50 The evidence on washing and bathing was deeply flawed and does not support the F-tT’s conclusion on washing and bathing. I did not, however, remove the points since I have decided not to remit the matter. It is obvious that the F-tT’s conclusion can only bear the slightest weight.
51 In respect of preparing food, the F-tT again affirmed that the main relationship of the leg cramps was to walking on stairs and hills (see also [13]). It was clearly not persuaded by the GP’s report, describing his position on the appellant’s legs giving way as ‘guarded’. At [9], the F-tT specifically rejects the argument that the appellant would be likely to fall, and therefore to be at danger in the kitchen, because ‘he told us that he has had occasional falls while walking, but if that is so we find it odd that he has not even considered supporting himself with a stick or similar aid. We have taken the view that the risk of him falling in his kitchen for this reason is remote and we have not awarded any points’.

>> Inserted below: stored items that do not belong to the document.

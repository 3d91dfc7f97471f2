use super::geometry::{scale, ticks};
use super::{format_value, svg, HEIGHT, WIDTH};
use common::chart::render::{CartesianKind, CartesianPoint, CartesianRender, AREA_FILL_OPACITY};
use common::chart::value::display;
use common::model::widget::{Annotation, ReferenceAxis, ReferenceLine};
use yew::prelude::*;

const LEFT: f64 = 48.0;
const RIGHT: f64 = 12.0;
const TOP: f64 = 20.0;
const BOTTOM: f64 = 28.0;
const TICKS: usize = 5;
/// Category labels shown along the x axis at most.
const MAX_X_LABELS: usize = 12;

struct Frame {
    count: usize,
    y_domain: (f64, f64),
}

impl Frame {
    fn new(chart: &CartesianRender) -> Self {
        let (mut min, mut max) = (chart.y_min, chart.y_max);
        if max <= min {
            min -= 1.0;
            max += 1.0;
        }
        Self {
            count: chart.points.len().max(1),
            y_domain: (min, max),
        }
    }

    fn band(&self) -> f64 {
        (WIDTH - LEFT - RIGHT) / self.count as f64
    }

    /// Center of category `index`.
    fn x(&self, index: f64) -> f64 {
        LEFT + self.band() * (index + 0.5)
    }

    fn y(&self, value: f64) -> f64 {
        scale(value, self.y_domain, (HEIGHT - BOTTOM, TOP))
    }
}

pub fn view(chart: &CartesianRender) -> Html {
    let frame = Frame::new(chart);
    svg(html! {
        <>
            { grid(chart, &frame) }
            { series(chart, &frame) }
            { x_labels(chart, &frame) }
            { for chart.reference_lines.iter().map(|line| reference_line(line, &frame)) }
            { for chart.annotations.iter().filter_map(|note| annotation(note, chart, &frame)) }
            if chart.show_legend {
                { legend(chart) }
            }
        </>
    })
}

fn grid(chart: &CartesianRender, frame: &Frame) -> Html {
    let (min, max) = frame.y_domain;
    html! {
        <g class="axis" font-size="10" fill="#6b7280">
            { for ticks(min, max, TICKS).into_iter().map(|tick| {
                let y = frame.y(tick);
                html! {
                    <g>
                        if chart.show_grid {
                            <line x1={LEFT.to_string()} x2={(WIDTH - RIGHT).to_string()}
                                  y1={y.to_string()} y2={y.to_string()} stroke="#e5e7eb" />
                        }
                        <text x={(LEFT - 6.0).to_string()} y={(y + 3.0).to_string()} text-anchor="end">
                            { format_value(tick) }
                        </text>
                    </g>
                }
            }) }
            <line x1={LEFT.to_string()} x2={(WIDTH - RIGHT).to_string()}
                  y1={(HEIGHT - BOTTOM).to_string()} y2={(HEIGHT - BOTTOM).to_string()} stroke="#9ca3af" />
        </g>
    }
}

fn tooltip(chart: &CartesianRender, point: &CartesianPoint) -> String {
    match point.value {
        Some(value) => format!("{}: {} {}", point.category, format_value(value), chart.y_key),
        None => format!("{}: no value", point.category),
    }
}

fn series(chart: &CartesianRender, frame: &Frame) -> Html {
    match chart.chart {
        CartesianKind::Bar => bars(chart, frame),
        CartesianKind::Line => lines(chart, frame, None),
        CartesianKind::Area => lines(chart, frame, chart.fill_opacity.or(Some(AREA_FILL_OPACITY))),
        CartesianKind::Scatter => dots(chart, frame),
    }
}

fn bars(chart: &CartesianRender, frame: &Frame) -> Html {
    let width = frame.band() * 0.7;
    let baseline = frame.y(0.0_f64.clamp(frame.y_domain.0, frame.y_domain.1));
    html! {
        <g>
            { for chart.points.iter().enumerate().filter_map(|(i, point)| {
                let value = point.value?;
                let top = frame.y(value);
                let (y, height) = if top < baseline { (top, baseline - top) } else { (baseline, top - baseline) };
                Some(html! {
                    <rect x={(frame.x(i as f64) - width / 2.0).to_string()} y={y.to_string()}
                          width={width.to_string()} height={height.to_string()} fill={chart.color.clone()}>
                        <title>{ tooltip(chart, point) }</title>
                    </rect>
                })
            }) }
        </g>
    }
}

/// Runs of consecutive points with values; missing values split the line.
fn segments(chart: &CartesianRender, frame: &Frame) -> Vec<Vec<(f64, f64)>> {
    let mut runs = vec![Vec::new()];
    for (i, point) in chart.points.iter().enumerate() {
        match point.value {
            Some(value) => {
                if let Some(run) = runs.last_mut() {
                    run.push((frame.x(i as f64), frame.y(value)));
                }
            }
            None => runs.push(Vec::new()),
        }
    }
    runs.retain(|run| !run.is_empty());
    runs
}

fn lines(chart: &CartesianRender, frame: &Frame, fill_opacity: Option<f32>) -> Html {
    let baseline = frame.y(frame.y_domain.0.max(0.0).min(frame.y_domain.1));
    let runs = segments(chart, frame);
    html! {
        <g>
            { for runs.iter().map(|run| {
                let points: Vec<String> = run.iter().map(|(x, y)| format!("{:.2},{:.2}", x, y)).collect();
                let area = fill_opacity.map(|opacity| {
                    let (first_x, _) = run[0];
                    let (last_x, _) = run[run.len() - 1];
                    let polygon = format!(
                        "{:.2},{:.2} {} {:.2},{:.2}",
                        first_x, baseline, points.join(" "), last_x, baseline
                    );
                    html! { <polygon points={polygon} fill={chart.color.clone()} fill-opacity={opacity.to_string()} /> }
                });
                html! {
                    <>
                        { area.unwrap_or_default() }
                        <polyline points={points.join(" ")} fill="none" stroke={chart.color.clone()} stroke-width="2" />
                    </>
                }
            }) }
            { dots(chart, frame) }
        </g>
    }
}

fn dots(chart: &CartesianRender, frame: &Frame) -> Html {
    let radius = if chart.chart == CartesianKind::Scatter { 4 } else { 3 };
    html! {
        <g>
            { for chart.points.iter().enumerate().filter_map(|(i, point)| {
                let value = point.value?;
                Some(html! {
                    <circle cx={frame.x(i as f64).to_string()} cy={frame.y(value).to_string()}
                            r={radius.to_string()} fill={chart.color.clone()}>
                        <title>{ tooltip(chart, point) }</title>
                    </circle>
                })
            }) }
        </g>
    }
}

fn x_labels(chart: &CartesianRender, frame: &Frame) -> Html {
    let every = chart.points.len().div_ceil(MAX_X_LABELS).max(1);
    html! {
        <g font-size="10" fill="#6b7280" text-anchor="middle">
            { for chart.points.iter().enumerate().step_by(every).map(|(i, point)| html! {
                <text x={frame.x(i as f64).to_string()} y={(HEIGHT - BOTTOM + 14.0).to_string()}>
                    { &point.category }
                </text>
            }) }
        </g>
    }
}

fn reference_line(line: &ReferenceLine, frame: &Frame) -> Html {
    let color = line.color.clone().unwrap_or_else(|| "#ef4444".to_string());
    let label = line.label.clone().unwrap_or_default();
    match line.axis {
        ReferenceAxis::Y => {
            let y = frame.y(line.value);
            html! {
                <g>
                    <line x1={LEFT.to_string()} x2={(WIDTH - RIGHT).to_string()} y1={y.to_string()} y2={y.to_string()}
                          stroke={color.clone()} stroke-dasharray="4 3" />
                    <text x={(WIDTH - RIGHT).to_string()} y={(y - 4.0).to_string()} font-size="10"
                          text-anchor="end" fill={color}>{ label }</text>
                </g>
            }
        }
        // X reference values are category positions.
        ReferenceAxis::X => {
            let x = frame.x(line.value);
            html! {
                <g>
                    <line x1={x.to_string()} x2={x.to_string()} y1={TOP.to_string()} y2={(HEIGHT - BOTTOM).to_string()}
                          stroke={color.clone()} stroke-dasharray="4 3" />
                    <text x={(x + 4.0).to_string()} y={(TOP + 10.0).to_string()} font-size="10" fill={color}>{ label }</text>
                </g>
            }
        }
    }
}

/// Places a note on its category; the point's value is used when the note
/// has no `y`. Notes on unknown categories are skipped.
fn annotation(note: &Annotation, chart: &CartesianRender, frame: &Frame) -> Option<Html> {
    let category = display(&note.x);
    let index = chart.points.iter().position(|p| p.category == category)?;
    let value = note.y.or(chart.points[index].value)?;
    let (x, y) = (frame.x(index as f64), frame.y(value));
    Some(html! {
        <g font-size="10" fill="#111827">
            <circle cx={x.to_string()} cy={y.to_string()} r="2" />
            <text x={x.to_string()} y={(y - 8.0).to_string()} text-anchor="middle">{ &note.text }</text>
        </g>
    })
}

fn legend(chart: &CartesianRender) -> Html {
    html! {
        <g font-size="10">
            <rect x={LEFT.to_string()} y="4" width="10" height="10" fill={chart.color.clone()} />
            <text x={(LEFT + 14.0).to_string()} y="13" fill="#374151">{ &chart.y_key }</text>
        </g>
    }
}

52 It is possible to argue at length about the jurisprudential ramifications of the word ‘remote’ in Personal Independence Payment, but in relation to the facts as found here, it would be pointless. It is plain on reading the decision that the F-tT’s considered the likelihood of falling from a leg cramp fanciful. In the circumstances, even if there was an error, I have no hesitation in so finding.
[Signed on original] S M Lane
Judge of the Upper Tribunal
[Date] 27 June 2016
[1] There is no definition of incontinence as a term in and of itself in the Regulations. Its meaning can, however, be extrapolated from the definition of managing incontinence in paragraph 1, Part 1 of Schedule 1.

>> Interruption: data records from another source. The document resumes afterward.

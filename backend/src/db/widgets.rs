use crate::db::{json_column, optional_json_column, to_json, to_optional_json};
use common::model::widget::Widget;
use common::model::widget_config::ChartType;
use rusqlite::{params, Connection, OptionalExtension};

const COLUMNS: &str = "id, dashboard_id, data_source_id, type, title, config, position, layers, \
                       active_layer, reference_lines, annotations, ai_insights, created_at, updated_at";

fn from_row(row: &rusqlite::Row<'_>) -> rusqlite::Result<Widget> {
    let chart_type: String = row.get(3)?;
    let active_layer: i64 = row.get(8)?;
    Ok(Widget {
        id: row.get(0)?,
        dashboard_id: row.get(1)?,
        data_source_id: row.get(2)?,
        chart_type: ChartType::from(chart_type),
        title: row.get(4)?,
        config: json_column(row, 5)?,
        position: json_column(row, 6)?,
        layers: optional_json_column(row, 7)?,
        active_layer: usize::try_from(active_layer).unwrap_or(0),
        reference_lines: optional_json_column(row, 9)?,
        annotations: optional_json_column(row, 10)?,
        ai_insights: row.get(11)?,
        created_at: row.get(12)?,
        updated_at: row.get(13)?,
    })
}

pub fn insert(conn: &Connection, widget: &Widget) -> rusqlite::Result<()> {
    conn.execute(
        &format!(
            "INSERT INTO widgets ({COLUMNS})
             VALUES (?1, ?2, ?3, ?4, ?5, ?6, ?7, ?8, ?9, ?10, ?11, ?12, ?13, ?14)"
        ),
        params![
            widget.id,
            widget.dashboard_id,
            widget.data_source_id,
            widget.chart_type.as_str(),
            widget.title,
            to_json(&widget.config)?,
            to_json(&widget.position)?,
            to_optional_json(widget.layers.as_ref())?,
            widget.active_layer as i64,
            to_optional_json(widget.reference_lines.as_ref())?,
            to_optional_json(widget.annotations.as_ref())?,
            widget.ai_insights,
            widget.created_at,
            widget.updated_at,
        ],
    )?;
    Ok(())
}

/// Writes every mutable field back.
pub fn update(conn: &Connection, widget: &Widget) -> rusqlite::Result<()> {
    conn.execute(
        "UPDATE widgets
         SET data_source_id = ?2, type = ?3, title = ?4, config = ?5, position = ?6,
             layers = ?7, active_layer = ?8, reference_lines = ?9, annotations = ?10,
             ai_insights = ?11, updated_at = ?12
         WHERE id = ?1",
        params![
            widget.id,
            widget.data_source_id,
            widget.chart_type.as_str(),
            widget.title,
            to_json(&widget.config)?,
            to_json(&widget.position)?,
            to_optional_json(widget.layers.as_ref())?,
            widget.active_layer as i64,
            to_optional_json(widget.reference_lines.as_ref())?,
            to_optional_json(widget.annotations.as_ref())?,
            widget.ai_insights,
            widget.updated_at,
        ],
    )?;
    Ok(())
}

pub fn get(conn: &Connection, id: &str) -> rusqlite::Result<Option<Widget>> {
    conn.query_row(
        &format!("SELECT {COLUMNS} FROM widgets WHERE id = ?1"),
        params![id],
        from_row,
    )
    .optional()
}

/// Widgets of a dashboard in reading order: top to bottom, left to right,
/// then oldest first.
pub fn list_for_dashboard(conn: &Connection, dashboard_id: &str) -> rusqlite::Result<Vec<Widget>> {
    let mut stmt = conn.prepare(&format!(
        "SELECT {COLUMNS} FROM widgets
         WHERE dashboard_id = ?1
         ORDER BY json_extract(position, '$.y'), json_extract(position, '$.x'), created_at, id"
    ))?;
    let rows = stmt.query_map(params![dashboard_id], from_row)?;
    rows.collect()
}

pub fn delete(conn: &Connection, id: &str) -> rusqlite::Result<bool> {
    Ok(conn.execute("DELETE FROM widgets WHERE id = ?1", params![id])? > 0)
}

[2] Compare the decision in M C v Secretary of State for Work and Pensions (ESA) [2012] UKUT 324 (AAC) with the Northern Irish decision in MM v Department for Social Development (ESA) [2014] NI Com 48. The Upper Tribunal and the Northern Irish Commissioners came to opposite conclusions on the meaning of an either/or descriptor concerning standing or sitting which was common to both jurisdictions prior to January 2013. The problem was finally solved by redrafting the descriptor to make it plain that the claimant only scored points if he could not either stand or sit or combination of both for a particular period of time.